Mateusinho abordou o histórico do sal-gema na região, dizendo que cresceu ouvindo sobre o assunto e que agora, como gestor, está fazendo o “dever de casa” para proporcionar o rápido desenvolvimento do município que, segundo disse, ” está pobre”.
Erick Musso apontou para necessidade de “desburocratização da máquina pública” para “gerar emprego e renda”, dizendo que em cinco décadas, cerca de 15 mil novas oportunidades de emprego serão criadas em solo capixaba com a exploração do sal-gema.
Já Felipe Rigoni revelou o seu empenho pessoal junto à Agência Nacional de Mineração (ANM) para destravar a concessão das jazidas para a iniciativa privada, após décadas sob alçada da Petrobras. O deputado explicou que os vencedores do certame terão direito a realizar pesquisas mineral nas áreas durante três anos, período em que se estima a injeção de R$ 170 milhões em investimentos em serviços de mapeamento do solo.
“A gente tem de fato quase que uma mina de ouro aqui debaixo da Conceição da Barra”, ressaltou, ao enfatizar a necessidade da criação de um polo industrial cloroquímico na região, evitando que somente o commodity seja produzido, atraindo mais investimentos para o Estado.
Aplicações
O sal-gema se destaca por ser um produto consumido assiduamente pelos cidadãos, sendo indispensável no tratamento de água, purificação de gases, na preparação de determinados alimentos e no complemento da alimentação de gado.
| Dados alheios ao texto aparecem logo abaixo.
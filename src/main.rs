//! ontc CLI: run, inspect and debug OXPL programs.

use std::io::{self, Write};
use std::path::{Path, PathBuf};

use clap::{Parser, Subcommand};
use miette::{IntoDiagnostic, NamedSource, Result};

use ontc::ast::{render, Node};
use ontc::config::Config;
use ontc::error::OntcError;
use ontc::exec::{self, Notice};
use ontc::shell::Shell;

#[derive(Parser)]
#[command(name = "ontc", version, about = "OXPL ontology toolchain")]
struct Cli {
    /// Config file (defaults to $XDG_CONFIG_HOME/ontc/config.toml).
    #[arg(long, global = true)]
    config: Option<PathBuf>,

    #[command(subcommand)]
    command: Commands,
}

#[derive(Subcommand)]
enum Commands {
    /// Parse, validate and execute a program.
    Run {
        /// OXPL source file.
        file: PathBuf,
    },

    /// Execute a program, then open the shell on its knowledge base.
    Dbgon {
        /// OXPL source file.
        file: PathBuf,
    },

    /// Open the shell on an empty session.
    Shell,

    /// Print the AST of a program.
    Ast {
        /// OXPL source file.
        file: PathBuf,

        /// Emit a Graphviz digraph instead of an indented tree.
        #[arg(long, conflicts_with = "json")]
        dot: bool,

        /// Emit the AST as JSON.
        #[arg(long)]
        json: bool,
    },

    /// Execute a program and print its knowledge base as JSON.
    Export {
        /// OXPL source file.
        file: PathBuf,
    },
}

/// Attach the program text so span-carrying diagnostics render in context.
fn with_source(err: OntcError, path: &Path, source: &str) -> miette::Report {
    miette::Report::new(err)
        .with_source_code(NamedSource::new(path.display().to_string(), source.to_string()))
}

fn load(path: &Path) -> Result<(String, Option<Node>)> {
    let source = std::fs::read_to_string(path).into_diagnostic()?;
    let root = ontc::syntax::parse_program(&source)
        .map_err(|e| with_source(e.into(), path, &source))?;
    Ok((source, root))
}

fn echo(config: &Config, notices: &[Notice]) {
    if config.echo_notices {
        for notice in notices {
            eprintln!("{notice}");
        }
    }
}

fn main() -> Result<()> {
    miette::set_hook(Box::new(|_| {
        Box::new(
            miette::MietteHandlerOpts::new()
                .terminal_links(true)
                .unicode(true)
                .context_lines(3)
                .build(),
        )
    }))
    .ok(); // Ignore error if hook already set (e.g., in tests)

    let cli = Cli::parse();
    let config = Config::discover(cli.config.as_deref())?;

    tracing_subscriber::fmt()
        .with_writer(io::stderr)
        .with_env_filter(
            tracing_subscriber::EnvFilter::try_from_default_env()
                .unwrap_or_else(|_| tracing_subscriber::EnvFilter::new(&config.log_filter)),
        )
        .init();

    match cli.command {
        Commands::Run { file } => {
            let (source, root) = load(&file)?;
            let report = exec::run_program(root.as_ref(), &config, io::stdout().lock())
                .map_err(|e| with_source(e, &file, &source))?;
            echo(&config, &report.notices);
        }

        Commands::Dbgon { file } => {
            let (source, root) = load(&file)?;
            let mut shell = Shell::new(io::stdin().lock(), io::stdout());
            let notices = exec::run_and_inspect(root.as_ref(), &config, io::stdout(), &mut shell)
                .map_err(|e| with_source(e, &file, &source))?;
            echo(&config, &notices);
        }

        Commands::Shell => {
            Shell::new(io::stdin().lock(), io::stdout())
                .run()
                .into_diagnostic()?;
        }

        Commands::Ast { file, dot, json } => {
            let (_, root) = load(&file)?;
            let Some(root) = root else {
                eprintln!("AST empty");
                return Ok(());
            };
            let text = if json {
                serde_json::to_string_pretty(&root).into_diagnostic()?
            } else if dot {
                render::dot(&root)
            } else {
                render::tree(&root)
            };
            let mut out = io::stdout().lock();
            writeln!(out, "{}", text.trim_end()).into_diagnostic()?;
        }

        Commands::Export { file } => {
            let (source, root) = load(&file)?;
            let report = exec::run_program(root.as_ref(), &config, io::sink())
                .map_err(|e| with_source(e, &file, &source))?;
            echo(&config, &report.notices);
            let json = serde_json::to_string_pretty(&report.database.export()).into_diagnostic()?;
            println!("{json}");
        }
    }

    Ok(())
}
Na indústria, é bastante aproveitado para o tratamento de óleos vegetais e a produção de vidro, papel, tintas, produtos farmacêuticos e cosméticos.

Maceió

O documentário “A Braskem passou por aqui: a catástrofe de Maceió“, de Carlos Pronzat, que estreou no início de agosto, denuncia que cinco bairros da cidade estão condenados pelo afundamento do solo provocado pela mineração de sal-gema pela Braskem há mais de quatro décadas, “atingido quase 70 mil pessoas, 4,5 mil negócios e 30 mil empregos”. São 35 minas a cerca de 1.200 metros de profundidade, que começaram a desmoronar há mais de dez anos, “já tendo formado crateras subterrâneas do tamanho do Complexo Esportivo do Maracanã”.
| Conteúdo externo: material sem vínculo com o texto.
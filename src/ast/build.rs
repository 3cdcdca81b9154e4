//! Builder functions for AST nodes.
//!
//! The parser constructs every node through these functions. Each builder
//! takes already-constructed children and checks the shape contract of the
//! node kind it produces; a violation yields an [`AstError`] instead of a
//! malformed node.

use super::error::{AstError, AstResult};
use super::{Affix, BinaryOp, Node, NodeKind, UnaryOp};

fn expect_kind(slot: &'static str, expected: &'static str, node: &Node, kind: NodeKind) -> AstResult<()> {
    if node.kind() == kind {
        Ok(())
    } else {
        Err(AstError::UnexpectedKind {
            slot,
            expected,
            actual: node.kind(),
        })
    }
}

fn identifier_text(slot: &'static str, node: Node) -> AstResult<String> {
    match node {
        Node::Str(s) => Ok(s),
        other => Err(AstError::UnexpectedKind {
            slot,
            expected: "identifier string",
            actual: other.kind(),
        }),
    }
}

fn scope_segment(node: Node) -> AstResult<String> {
    match node {
        Node::Str(s) if s.is_empty() => Err(AstError::EmptyScope),
        Node::Str(s) => Ok(s),
        other => Err(AstError::ScopeNotIdentifier {
            actual: other.kind(),
        }),
    }
}

// ── Leaves ──────────────────────────────────────────────────────────────

pub fn new_int(value: i64) -> Node {
    Node::Int(value)
}

pub fn new_float(value: f64) -> Node {
    Node::Float(value)
}

pub fn new_str(value: impl Into<String>) -> Node {
    Node::Str(value.into())
}

// ── Names ───────────────────────────────────────────────────────────────

/// Start a scope path with its first segment.
pub fn new_scope(first: Node) -> AstResult<Node> {
    Ok(Node::Scope {
        segments: vec![scope_segment(first)?],
    })
}

/// Append a segment to an existing scope path (`a::b` becomes `a::b::c`).
pub fn scope_add(scope: &mut Node, segment: Node) -> AstResult<()> {
    let Node::Scope { segments } = scope else {
        return Err(AstError::UnexpectedKind {
            slot: "scope_add",
            expected: "scope",
            actual: scope.kind(),
        });
    };
    segments.push(scope_segment(segment)?);
    Ok(())
}

/// An address is a scope with an optional `.param` identifier.
pub fn new_address(scope: Node, param: Option<Node>) -> AstResult<Node> {
    expect_kind("address scope", "scope", &scope, NodeKind::Scope)?;
    let param = param.map(|p| identifier_text("address param", p)).transpose()?;
    Ok(Node::Address {
        scope: Box::new(scope),
        param,
    })
}

// ── Expressions ─────────────────────────────────────────────────────────

pub fn new_call(callee: Node, args: Vec<Node>) -> Node {
    Node::Call {
        callee: Box::new(callee),
        args,
    }
}

fn binop(op: BinaryOp, lhs: Node, rhs: Node) -> Node {
    Node::Binary {
        op,
        lhs: Box::new(lhs),
        rhs: Box::new(rhs),
    }
}

/// Binary operation from a single-character operator (`+ - * / % = & | ^ < >`).
pub fn new_binop(op: char, lhs: Node, rhs: Node) -> AstResult<Node> {
    let op = BinaryOp::from_char(op).ok_or_else(|| AstError::UnknownOperator {
        operator: op.to_string(),
    })?;
    Ok(binop(op, lhs, rhs))
}

/// Binary operation from a multi-character operator (`== != && || <= >= << >>`).
///
/// Produces exactly the same node as the single-character builder would for
/// the same [`BinaryOp`].
pub fn new_binop_str(op: &str, lhs: Node, rhs: Node) -> AstResult<Node> {
    let mut chars = op.chars();
    let resolved = match (chars.next(), chars.next()) {
        (Some(c), None) => BinaryOp::from_char(c),
        _ => BinaryOp::from_multi_char(op),
    };
    let op = resolved.ok_or_else(|| AstError::UnknownOperator {
        operator: op.to_string(),
    })?;
    Ok(binop(op, lhs, rhs))
}

pub fn new_unop(affix: Affix, op: &str, operand: Node) -> AstResult<Node> {
    let op = match (affix, op) {
        (Affix::Prefix, "++") => UnaryOp::PreIncrement,
        (Affix::Prefix, "--") => UnaryOp::PreDecrement,
        (Affix::Prefix, "-") => UnaryOp::Negate,
        (Affix::Prefix, "+") => UnaryOp::Plus,
        (Affix::Postfix, "++") => UnaryOp::PostIncrement,
        (Affix::Postfix, "--") => UnaryOp::PostDecrement,
        _ => {
            return Err(AstError::InvalidUnaryOperator {
                affix: affix.as_str(),
                operator: op.to_string(),
            });
        }
    };
    Ok(Node::Unary {
        op,
        operand: Box::new(operand),
    })
}

pub fn new_ternary(condition: Node, then_value: Node, else_value: Node) -> Node {
    Node::Ternary {
        condition: Box::new(condition),
        then_value: Box::new(then_value),
        else_value: Box::new(else_value),
    }
}

// ── Declarations ────────────────────────────────────────────────────────

pub fn new_signature(name: Node) -> Node {
    Node::Signature {
        name: Box::new(name),
    }
}

pub fn new_var_signature(name: Node, ty: Option<Node>) -> AstResult<Node> {
    let name = identifier_text("variable name", name)?;
    if let Some(ty) = &ty {
        expect_kind("variable type", "scope", ty, NodeKind::Scope)?;
    }
    Ok(Node::VarSignature {
        name,
        ty: ty.map(Box::new),
    })
}

/// Function definition. The body, when present, must be a sequence.
pub fn new_function(signature: Node, body: Option<Node>) -> AstResult<Node> {
    expect_kind("function signature", "signature", &signature, NodeKind::Signature)?;
    if let Some(body) = &body {
        expect_kind("function body", "sequence", body, NodeKind::Sequence)?;
    }
    Ok(Node::Function {
        signature: Box::new(signature),
        body: body.map(Box::new),
    })
}

pub fn new_var_decl(signature: Node, value: Option<Node>) -> AstResult<Node> {
    expect_kind("declaration", "variable signature", &signature, NodeKind::VarSignature)?;
    Ok(Node::VarDecl {
        signature: Box::new(signature),
        value: value.map(Box::new),
    })
}

pub fn new_class(name: Node, spec: Node) -> AstResult<Node> {
    let name = identifier_text("class name", name)?;
    expect_kind("class body", "class spec", &spec, NodeKind::ClassSpec)?;
    Ok(Node::Class {
        name,
        spec: Box::new(spec),
    })
}

pub fn new_class_spec(items: Vec<Node>) -> Node {
    Node::ClassSpec { items }
}

// ── Facts ───────────────────────────────────────────────────────────────

/// First-order fact `relation(args...)`.
pub fn new_fact(relation: Node, args: Vec<Node>) -> AstResult<Node> {
    expect_kind("fact relation", "scope", &relation, NodeKind::Scope)?;
    Ok(Node::Fact {
        relation: Box::new(relation),
        args,
    })
}

/// Triple fact, written `subject relation object?` in source.
pub fn new_triple_fact(subject: Node, relation: Option<Node>, object: Option<Node>) -> AstResult<Node> {
    let relation = relation.ok_or(AstError::RelationMissing)?;
    expect_kind("fact relation", "scope", &relation, NodeKind::Scope)?;
    expect_kind("fact subject", "address", &subject, NodeKind::Address)?;
    if let Some(object) = &object {
        expect_kind("fact object", "address", object, NodeKind::Address)?;
    }
    Ok(Node::TripleFact {
        relation: Box::new(relation),
        subject: Box::new(subject),
        object: object.map(Box::new),
    })
}

// ── Statements ──────────────────────────────────────────────────────────

pub fn new_conditional(condition: Node, then_branch: Node, else_branch: Option<Node>) -> Node {
    Node::Conditional {
        condition: Box::new(condition),
        then_branch: Box::new(then_branch),
        else_branch: else_branch.map(Box::new),
    }
}

pub fn new_return(value: Option<Node>) -> Node {
    Node::Return {
        value: value.map(Box::new),
    }
}

pub fn new_break() -> Node {
    Node::Break
}

pub fn new_continue() -> Node {
    Node::Continue
}

pub fn new_while(condition: Node, body: Option<Node>) -> AstResult<Node> {
    if let Some(body) = &body {
        expect_kind("loop body", "sequence", body, NodeKind::Sequence)?;
    }
    Ok(Node::While {
        condition: Box::new(condition),
        body: body.map(Box::new),
    })
}

pub fn new_for(binding: Node, iterable: Node, body: Option<Node>) -> AstResult<Node> {
    let binding = identifier_text("loop binding", binding)?;
    if let Some(body) = &body {
        expect_kind("loop body", "sequence", body, NodeKind::Sequence)?;
    }
    Ok(Node::For {
        binding,
        iterable: Box::new(iterable),
        body: body.map(Box::new),
    })
}

// ── Lists ───────────────────────────────────────────────────────────────

pub fn new_compound(items: Vec<Node>) -> Node {
    Node::Compound { items }
}

pub fn new_translation_unit(items: Vec<Node>) -> Node {
    Node::TranslationUnit { items }
}

/// Append a successor to a list-bearing node.
pub fn add_seq(list: &mut Node, successor: Node) -> AstResult<()> {
    match list {
        Node::TranslationUnit { items }
        | Node::ClassSpec { items }
        | Node::Sequence { items }
        | Node::Compound { items } => {
            items.push(successor);
            Ok(())
        }
        other => Err(AstError::NotSequenceKind {
            actual: other.kind(),
        }),
    }
}

/// Re-tag a compound block as a sequence, in place.
///
/// This is the only builder that changes an existing node's kind.
pub fn convert_compound_to_sequence(node: &mut Node) -> AstResult<()> {
    let Node::Compound { items } = node else {
        return Err(AstError::NotCompound { actual: node.kind() });
    };
    let items = std::mem::take(items);
    *node = Node::Sequence { items };
    Ok(())
}

#[cfg(test)]
mod tests {
    use super::*;

    fn scope(name: &str) -> Node {
        new_scope(new_str(name)).unwrap()
    }

    fn addr(name: &str) -> Node {
        new_address(scope(name), None).unwrap()
    }

    #[test]
    fn scope_rejects_empty_and_non_string() {
        assert!(matches!(new_scope(new_str("")), Err(AstError::EmptyScope)));
        assert!(matches!(
            new_scope(new_int(4)),
            Err(AstError::ScopeNotIdentifier {
                actual: NodeKind::Int
            })
        ));
    }

    #[test]
    fn scope_add_appends_segments_in_order() {
        let mut s = scope("a");
        scope_add(&mut s, new_str("b")).unwrap();
        scope_add(&mut s, new_str("c")).unwrap();
        assert_eq!(
            s,
            Node::Scope {
                segments: vec!["a".into(), "b".into(), "c".into()]
            }
        );
        assert!(scope_add(&mut s, new_float(1.0)).is_err());
        assert!(scope_add(&mut new_int(1), new_str("x")).is_err());
    }

    #[test]
    fn single_and_multi_char_operators_share_node_shape() {
        let a = new_binop('<', new_int(1), new_int(2)).unwrap();
        let b = new_binop_str("<", new_int(1), new_int(2)).unwrap();
        assert_eq!(a, b);

        let eq = new_binop_str("==", new_int(1), new_int(2)).unwrap();
        assert_eq!(eq.kind(), NodeKind::Binary(BinaryOp::Eq));

        let assign = new_binop('=', scope("x"), new_int(2)).unwrap();
        assert_eq!(assign.kind(), NodeKind::Binary(BinaryOp::Assign));
    }

    #[test]
    fn unknown_operators_fail() {
        assert!(matches!(
            new_binop('@', new_int(1), new_int(2)),
            Err(AstError::UnknownOperator { .. })
        ));
        assert!(matches!(
            new_binop_str("<=>", new_int(1), new_int(2)),
            Err(AstError::UnknownOperator { .. })
        ));
        assert!(matches!(
            new_unop(Affix::Postfix, "-", new_int(1)),
            Err(AstError::InvalidUnaryOperator { .. })
        ));
    }

    #[test]
    fn unary_operators_keep_affix() {
        let pre = new_unop(Affix::Prefix, "++", scope("i")).unwrap();
        let post = new_unop(Affix::Postfix, "++", scope("i")).unwrap();
        assert_eq!(pre.kind(), NodeKind::Unary(UnaryOp::PreIncrement));
        assert_eq!(post.kind(), NodeKind::Unary(UnaryOp::PostIncrement));
    }

    #[test]
    fn triple_fact_requires_relation() {
        assert!(matches!(
            new_triple_fact(addr("main"), None, Some(addr("setup"))),
            Err(AstError::RelationMissing)
        ));
        let fact = new_triple_fact(addr("main"), Some(scope("isPreceededBy")), Some(addr("setup"))).unwrap();
        assert_eq!(fact.kind(), NodeKind::TripleFact);
    }

    #[test]
    fn triple_fact_checks_slot_kinds() {
        let err = new_triple_fact(new_int(1), Some(scope("r")), None).unwrap_err();
        assert!(matches!(
            err,
            AstError::UnexpectedKind {
                slot: "fact subject",
                ..
            }
        ));
    }

    #[test]
    fn function_requires_signature_and_sequence_body() {
        assert!(new_function(new_str("main"), None).is_err());

        let body = new_compound(vec![]);
        assert!(new_function(new_signature(new_str("main")), Some(body)).is_err());

        let mut body = new_compound(vec![]);
        convert_compound_to_sequence(&mut body).unwrap();
        assert!(new_function(new_signature(new_str("main")), Some(body)).is_ok());
    }

    #[test]
    fn compound_converts_once() {
        let mut block = new_compound(vec![new_int(1), new_int(2)]);
        convert_compound_to_sequence(&mut block).unwrap();
        assert_eq!(block.kind(), NodeKind::Sequence);
        assert_eq!(block.items().map(<[Node]>::len), Some(2));

        assert!(matches!(
            convert_compound_to_sequence(&mut block),
            Err(AstError::NotCompound {
                actual: NodeKind::Sequence
            })
        ));
    }

    #[test]
    fn add_seq_only_on_lists() {
        let mut unit = new_translation_unit(vec![]);
        add_seq(&mut unit, new_int(1)).unwrap();
        add_seq(&mut unit, new_int(2)).unwrap();
        assert_eq!(unit.items(), Some(&[new_int(1), new_int(2)][..]));

        let mut leaf = new_int(0);
        assert!(matches!(
            add_seq(&mut leaf, new_int(1)),
            Err(AstError::NotSequenceKind { .. })
        ));
    }

    #[test]
    fn address_param_must_be_identifier() {
        let ok = new_address(scope("obj"), Some(new_str("field"))).unwrap();
        assert!(matches!(ok, Node::Address { param: Some(ref p), .. } if p == "field"));
        assert!(new_address(scope("obj"), Some(new_int(0))).is_err());
        assert!(new_address(new_str("obj"), None).is_err());
    }

    #[test]
    fn declarations_validate_children() {
        let sig = new_var_signature(new_str("x"), Some(scope("int"))).unwrap();
        assert!(new_var_decl(sig, Some(new_int(3))).is_ok());
        assert!(new_var_decl(new_int(3), None).is_err());

        assert!(new_class(new_str("Car"), new_class_spec(vec![])).is_ok());
        assert!(new_class(new_str("Car"), new_compound(vec![])).is_err());
        assert!(new_for(new_int(1), scope("xs"), None).is_err());
    }
}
Em reportagem do dia nove de agosto do Observatório da Mineração, o repórter Maurício Angelo salienta que a Braskem é a maior petroquímica das Américas, controlada pelo grupo baiano Odebrecht (agora “Novonor”) e sua atividade em Alagoas transformou bairros inteiros em áreas fantasmas, com “cenário de guerra”. Ao deixarem suas casas, sublinha, “a única opção dessas famílias foi aceitar um acordo com a Braskem que paga míseros R$ 81 mil para cada uma, insuficiente para adquirir um imóvel em outro lugar e certamente insuficiente para cobrir todos os danos causados”.

As indenizações de 55 mil pessoas, somadas ao valor pago ao estado de Alagoas e à cidade de Maceió, totalizam R$ 10 bilhões, expõe o Observatório, montante equivalente ao lucro da empresa somente no primeiro trimestre de 2021. Com esse valor ínfimo, acrescenta a reportagem, “a Braskem passou a ser dona dos quatro bairros – Pinheiro, Mutange, Bom Parto e Bebedouro. No longo prazo, esta área em região valorizada de Maceió pode significar até R$ 40 bilhões para a petroquímica”. Além do lucro, complementa, “a receita líquida da Braskem no segundo trimestre subiu 136% na comparação anual e 16% em relação ao primeiro trimestre, a R$ 26,4 bilhões”.